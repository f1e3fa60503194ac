use super::records::{
    CareReference, CertificationReference, MaterialReference, OriginReference, TableKind,
};
use super::ReferenceError;
use serde::de::DeserializeOwned;
use serde::{Deserialize, Deserializer};
use std::io::Read;

pub(crate) fn parse_materials<R: Read>(reader: R) -> Result<Vec<MaterialReference>, ReferenceError> {
    parse_rows::<_, MaterialRow>(reader, TableKind::Materials)
        .map(|rows| rows.into_iter().map(MaterialReference::from).collect())
}

pub(crate) fn parse_origins<R: Read>(reader: R) -> Result<Vec<OriginReference>, ReferenceError> {
    parse_rows::<_, OriginRow>(reader, TableKind::Origins)
        .map(|rows| rows.into_iter().map(OriginReference::from).collect())
}

pub(crate) fn parse_care<R: Read>(reader: R) -> Result<Vec<CareReference>, ReferenceError> {
    parse_rows::<_, CareRow>(reader, TableKind::CareInstructions)
        .map(|rows| rows.into_iter().map(CareReference::from).collect())
}

pub(crate) fn parse_certifications<R: Read>(
    reader: R,
) -> Result<Vec<CertificationReference>, ReferenceError> {
    parse_rows::<_, CertificationRow>(reader, TableKind::Certifications)
        .map(|rows| rows.into_iter().map(CertificationReference::from).collect())
}

fn parse_rows<R: Read, T: DeserializeOwned>(
    reader: R,
    table: TableKind,
) -> Result<Vec<T>, ReferenceError> {
    let mut csv_reader = csv::ReaderBuilder::new()
        .trim(csv::Trim::All)
        .from_reader(reader);

    csv_reader
        .deserialize::<T>()
        .map(|row| row.map_err(|source| ReferenceError::Csv { table, source }))
        .collect()
}

#[derive(Debug, Deserialize)]
struct MaterialRow {
    #[serde(rename = "Material")]
    name: String,
    #[serde(rename = "Category", default)]
    category: String,
    #[serde(rename = "Carbon_kgCO2e")]
    carbon: f64,
    #[serde(rename = "Water_L")]
    water: f64,
    #[serde(rename = "FossilEnergy_MJ")]
    energy: f64,
    #[serde(rename = "ChemicalImpact_Score")]
    chemical: f64,
    #[serde(rename = "Notes", default, deserialize_with = "empty_string_as_default")]
    notes: String,
}

impl From<MaterialRow> for MaterialReference {
    fn from(row: MaterialRow) -> Self {
        Self {
            name: row.name,
            category: row.category,
            carbon_kg_co2e: row.carbon,
            water_l: row.water,
            fossil_energy_mj: row.energy,
            chemical_impact: row.chemical,
            notes: row.notes,
        }
    }
}

#[derive(Debug, Deserialize)]
struct OriginRow {
    #[serde(rename = "Origin")]
    name: String,
    #[serde(rename = "Energy_Grid_Intensity")]
    grid: f64,
    #[serde(rename = "Transport_Impact_Score")]
    transport: f64,
    #[serde(rename = "Manufacturing_Impact_Score")]
    manufacturing: f64,
    #[serde(rename = "Notes", default, deserialize_with = "empty_string_as_default")]
    notes: String,
}

impl From<OriginRow> for OriginReference {
    fn from(row: OriginRow) -> Self {
        Self {
            name: row.name,
            energy_grid_intensity: row.grid,
            transport_impact: row.transport,
            manufacturing_impact: row.manufacturing,
            notes: row.notes,
        }
    }
}

#[derive(Debug, Deserialize)]
struct CareRow {
    #[serde(rename = "Care_Instruction")]
    name: String,
    #[serde(rename = "Energy_Use_MJ")]
    energy: f64,
    #[serde(rename = "Water_Use_L")]
    water: f64,
    #[serde(rename = "CO2_kg")]
    co2: f64,
    #[serde(rename = "Notes", default, deserialize_with = "empty_string_as_default")]
    notes: String,
}

impl From<CareRow> for CareReference {
    fn from(row: CareRow) -> Self {
        Self {
            name: row.name,
            energy_use_mj: row.energy,
            water_use_l: row.water,
            co2_kg: row.co2,
            notes: row.notes,
        }
    }
}

#[derive(Debug, Deserialize)]
struct CertificationRow {
    #[serde(rename = "Certification")]
    name: String,
    #[serde(rename = "Category", default)]
    category: String,
    #[serde(rename = "Score_Bonus")]
    bonus: f64,
    #[serde(
        rename = "Description",
        default,
        deserialize_with = "empty_string_as_default"
    )]
    description: String,
}

impl From<CertificationRow> for CertificationReference {
    fn from(row: CertificationRow) -> Self {
        Self {
            name: row.name,
            category: row.category,
            score_bonus: row.bonus,
            description: row.description,
        }
    }
}

fn empty_string_as_default<'de, D>(deserializer: D) -> Result<String, D::Error>
where
    D: Deserializer<'de>,
{
    let opt = Option::<String>::deserialize(deserializer)?;
    Ok(opt.unwrap_or_default())
}
use super::records::{
    CareReference, MaterialReference, OriginReference, ReferenceRecord, TableKind,
};
use super::table::ReferenceTable;
use serde::Serialize;
use std::fmt;

/// Every indicator that feeds the environmental score.
#[derive(Debug, Clone, Copy, PartialEq, Eq, Hash, Serialize)]
#[serde(rename_all = "snake_case")]
pub enum Indicator {
    MaterialCarbon,
    MaterialWater,
    MaterialEnergy,
    MaterialChemical,
    CareEnergy,
    CareWater,
    CareCo2,
    OriginGrid,
    OriginTransport,
    OriginManufacturing,
}

impl Indicator {
    pub const COUNT: usize = 10;

    pub const fn ordered() -> [Self; Self::COUNT] {
        [
            Self::MaterialCarbon,
            Self::MaterialWater,
            Self::MaterialEnergy,
            Self::MaterialChemical,
            Self::CareEnergy,
            Self::CareWater,
            Self::CareCo2,
            Self::OriginGrid,
            Self::OriginTransport,
            Self::OriginManufacturing,
        ]
    }

    pub const fn table(self) -> TableKind {
        match self {
            Self::MaterialCarbon
            | Self::MaterialWater
            | Self::MaterialEnergy
            | Self::MaterialChemical => TableKind::Materials,
            Self::CareEnergy | Self::CareWater | Self::CareCo2 => TableKind::CareInstructions,
            Self::OriginGrid | Self::OriginTransport | Self::OriginManufacturing => {
                TableKind::Origins
            }
        }
    }

    pub const fn label(self) -> &'static str {
        match self {
            Self::MaterialCarbon => "material carbon (kg CO2e)",
            Self::MaterialWater => "material water (L)",
            Self::MaterialEnergy => "material fossil energy (MJ)",
            Self::MaterialChemical => "material chemical impact",
            Self::CareEnergy => "care energy (MJ)",
            Self::CareWater => "care water (L)",
            Self::CareCo2 => "care CO2 (kg)",
            Self::OriginGrid => "origin grid intensity",
            Self::OriginTransport => "origin transport impact",
            Self::OriginManufacturing => "origin manufacturing impact",
        }
    }

    const fn slot(self) -> usize {
        self as usize
    }
}

impl fmt::Display for Indicator {
    fn fmt(&self, f: &mut fmt::Formatter<'_>) -> fmt::Result {
        f.write_str(self.label())
    }
}

/// Table-wide minimum and maximum of one indicator.
#[derive(Debug, Clone, Copy, PartialEq, Serialize)]
pub struct IndicatorRange {
    pub min: f64,
    pub max: f64,
}

impl IndicatorRange {
    pub const fn new(min: f64, max: f64) -> Self {
        Self { min, max }
    }

    /// A table whose rows all share one value carries no discriminating signal.
    pub fn is_degenerate(&self) -> bool {
        self.max == self.min
    }

    fn spanning<T>(rows: &[T], value: impl Fn(&T) -> f64) -> Self {
        let mut values = rows.iter().map(value);
        let Some(first) = values.next() else {
            return Self::new(0.0, 0.0);
        };

        values.fold(Self::new(first, first), |range, value| {
            Self::new(range.min.min(value), range.max.max(value))
        })
    }
}

/// Bounds for all ten indicators, computed once from complete tables.
#[derive(Debug, Clone, PartialEq)]
pub struct IndicatorBounds {
    ranges: [IndicatorRange; Indicator::COUNT],
}

impl IndicatorBounds {
    pub(crate) fn compute(
        materials: &ReferenceTable<MaterialReference>,
        origins: &ReferenceTable<OriginReference>,
        care: &ReferenceTable<CareReference>,
    ) -> Self {
        let ranges = Indicator::ordered().map(|indicator| match indicator {
            Indicator::MaterialCarbon => range_of(materials, |row| row.carbon_kg_co2e),
            Indicator::MaterialWater => range_of(materials, |row| row.water_l),
            Indicator::MaterialEnergy => range_of(materials, |row| row.fossil_energy_mj),
            Indicator::MaterialChemical => range_of(materials, |row| row.chemical_impact),
            Indicator::CareEnergy => range_of(care, |row| row.energy_use_mj),
            Indicator::CareWater => range_of(care, |row| row.water_use_l),
            Indicator::CareCo2 => range_of(care, |row| row.co2_kg),
            Indicator::OriginGrid => range_of(origins, |row| row.energy_grid_intensity),
            Indicator::OriginTransport => range_of(origins, |row| row.transport_impact),
            Indicator::OriginManufacturing => range_of(origins, |row| row.manufacturing_impact),
        });

        Self { ranges }
    }

    pub fn get(&self, indicator: Indicator) -> IndicatorRange {
        self.ranges[indicator.slot()]
    }

    pub fn iter(&self) -> impl Iterator<Item = (Indicator, IndicatorRange)> + '_ {
        Indicator::ordered()
            .into_iter()
            .map(move |indicator| (indicator, self.get(indicator)))
    }
}

fn range_of<T: ReferenceRecord>(
    table: &ReferenceTable<T>,
    value: impl Fn(&T) -> f64,
) -> IndicatorRange {
    IndicatorRange::spanning(table.rows(), value)
}
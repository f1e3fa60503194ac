use crate::report::{render_reference_summary, ScoreReport};
use crate::server;
use clap::{Args, Parser, Subcommand};
use ecoscore::config::AppConfig;
use ecoscore::error::AppError;
use ecoscore::pricing::{load_predictor, PriceQuery};
use ecoscore::reference::ReferenceSource;
use ecoscore::scoring::{ProductInput, ScoringEngine};
use std::fs;
use std::path::PathBuf;
use std::sync::Arc;

#[derive(Parser, Debug)]
#[command(
    name = "ecoscore",
    about = "Score the sustainability of fashion products from LCA reference data",
    version
)]
struct Cli {
    #[command(subcommand)]
    command: Option<Command>,
}

#[derive(Subcommand, Debug)]
enum Command {
    /// Start the HTTP service (default command)
    Serve(ServeArgs),
    /// Score a product described in a JSON file
    Score(ScoreArgs),
    /// Summarise the reference tables and their indicator bounds
    Reference(ReferenceArgs),
    /// Predict a retail price from a score and catalog attributes
    Predict(PredictArgs),
}

#[derive(Args, Debug, Default)]
pub(crate) struct ServeArgs {
    /// Override the configured host for the HTTP server
    #[arg(long)]
    pub(crate) host: Option<String>,
    /// Override the configured port for the HTTP server
    #[arg(long)]
    pub(crate) port: Option<u16>,
}

#[derive(Args, Debug)]
pub(crate) struct ScoreArgs {
    /// JSON file holding the product attributes
    #[arg(long)]
    pub(crate) input: PathBuf,
    /// Print the report as JSON instead of text
    #[arg(long)]
    pub(crate) json: bool,
}

#[derive(Args, Debug, Default)]
pub(crate) struct ReferenceArgs {
    /// Directory of reference CSV exports (overrides APP_REFERENCE_DIR)
    #[arg(long)]
    pub(crate) dir: Option<PathBuf>,
}

#[derive(Args, Debug)]
pub(crate) struct PredictArgs {
    #[arg(long)]
    pub(crate) score: f64,
    #[arg(long)]
    pub(crate) brand: String,
    #[arg(long)]
    pub(crate) category: String,
    #[arg(long)]
    pub(crate) subcategory: String,
    /// Exported price model (overrides APP_PRICE_MODEL)
    #[arg(long)]
    pub(crate) model: Option<PathBuf>,
}

pub(crate) async fn run() -> Result<(), AppError> {
    let cli = Cli::parse();
    let command = cli
        .command
        .unwrap_or_else(|| Command::Serve(ServeArgs::default()));

    match command {
        Command::Serve(args) => server::run(args).await,
        Command::Score(args) => run_score(args),
        Command::Reference(args) => run_reference(args),
        Command::Predict(args) => run_predict(args),
    }
}

pub(crate) fn run_score(args: ScoreArgs) -> Result<(), AppError> {
    let config = AppConfig::load()?;
    let product: ProductInput = serde_json::from_str(&fs::read_to_string(&args.input)?)?;

    let snapshot = config.data.reference.load()?;
    let engine = ScoringEngine::new(Arc::new(snapshot), config.scoring);
    let result = engine.score(&product)?;
    let report = ScoreReport::new(&product, &result);

    if args.json {
        println!("{}", serde_json::to_string_pretty(&report)?);
    } else {
        print!("{}", report.render());
    }
    Ok(())
}

pub(crate) fn run_reference(args: ReferenceArgs) -> Result<(), AppError> {
    let source = match args.dir {
        Some(dir) => ReferenceSource::Directory(dir),
        None => AppConfig::load()?.data.reference,
    };
    let snapshot = source.load()?;
    print!("{}", render_reference_summary(&snapshot.summary()));
    Ok(())
}

pub(crate) fn run_predict(args: PredictArgs) -> Result<(), AppError> {
    let model = match args.model {
        Some(path) => Some(path),
        None => AppConfig::load()?.data.price_model,
    };
    let predictor = load_predictor(model.as_deref());
    let prediction = predictor.predict(&PriceQuery::new(
        args.score,
        args.brand,
        args.category,
        args.subcategory,
    ))?;

    println!(
        "Predicted price: EUR {:.2} (confidence {}, model {})",
        prediction.predicted_price, prediction.confidence, prediction.model_type
    );
    Ok(())
}

#[cfg(test)]
mod tests {
    use super::*;

    #[test]
    fn serve_is_the_default_command() {
        let cli = Cli::try_parse_from(["ecoscore"]).expect("parses");
        assert!(cli.command.is_none());

        let cli = Cli::try_parse_from(["ecoscore", "serve", "--port", "8080"]).expect("parses");
        match cli.command {
            Some(Command::Serve(args)) => assert_eq!(args.port, Some(8080)),
            other => panic!("expected serve, got {other:?}"),
        }
    }

    #[test]
    fn predict_requires_all_attributes() {
        assert!(Cli::try_parse_from(["ecoscore", "predict", "--score", "50"]).is_err());

        let cli = Cli::try_parse_from([
            "ecoscore",
            "predict",
            "--score",
            "72.5",
            "--brand",
            "Ridgeline",
            "--category",
            "Man",
            "--subcategory",
            "Sweater",
        ])
        .expect("parses");
        match cli.command {
            Some(Command::Predict(args)) => {
                assert_eq!(args.score, 72.5);
                assert!(args.model.is_none());
            }
            other => panic!("expected predict, got {other:?}"),
        }
    }

    #[test]
    fn score_reads_product_json() {
        let dir = tempfile::tempdir().expect("tempdir");
        let input = dir.path().join("product.json");
        fs::write(
            &input,
            r#"{"product_name": "Linen Overshirt", "materials": [{"name": "Linen", "percentage": 100}],
                "origin": "Portugal", "care_instruction": "Machine Wash 40C"}"#,
        )
        .expect("write input");

        run_score(ScoreArgs { input, json: true }).expect("scores");
    }
}
use ecoscore_api::run;

#[tokio::main]
async fn main() {
    if let Err(err) = run().await {
        eprintln!("application error: {err}");
        std::process::exit(1);
    }
}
• • • •
REQUIRED ACTION: Please, from the entries above, set down exactly the lines from the one containing "parse_rows::<_, OriginRow>(reader, TableKind::Origins)" through the one containing "let mut csv_reader", and only those.

RESPONSE:
    parse_rows::<_, OriginRow>(reader, TableKind::Origins)
        .map(|rows| rows.into_iter().map(OriginReference::from).collect())
}

pub(crate) fn parse_care<R: Read>(reader: R) -> Result<Vec<CareReference>, ReferenceError> {
    parse_rows::<_, CareRow>(reader, TableKind::CareInstructions)
        .map(|rows| rows.into_iter().map(CareReference::from).collect())
}

pub(crate) fn parse_certifications<R: Read>(
    reader: R,
) -> Result<Vec<CertificationReference>, ReferenceError> {
    parse_rows::<_, CertificationRow>(reader, TableKind::Certifications)
        .map(|rows| rows.into_iter().map(CertificationReference::from).collect())
}

fn parse_rows<R: Read, T: DeserializeOwned>(
    reader: R,
    table: TableKind,
) -> Result<Vec<T>, ReferenceError> {
    let mut csv_reader = csv::ReaderBuilder::new()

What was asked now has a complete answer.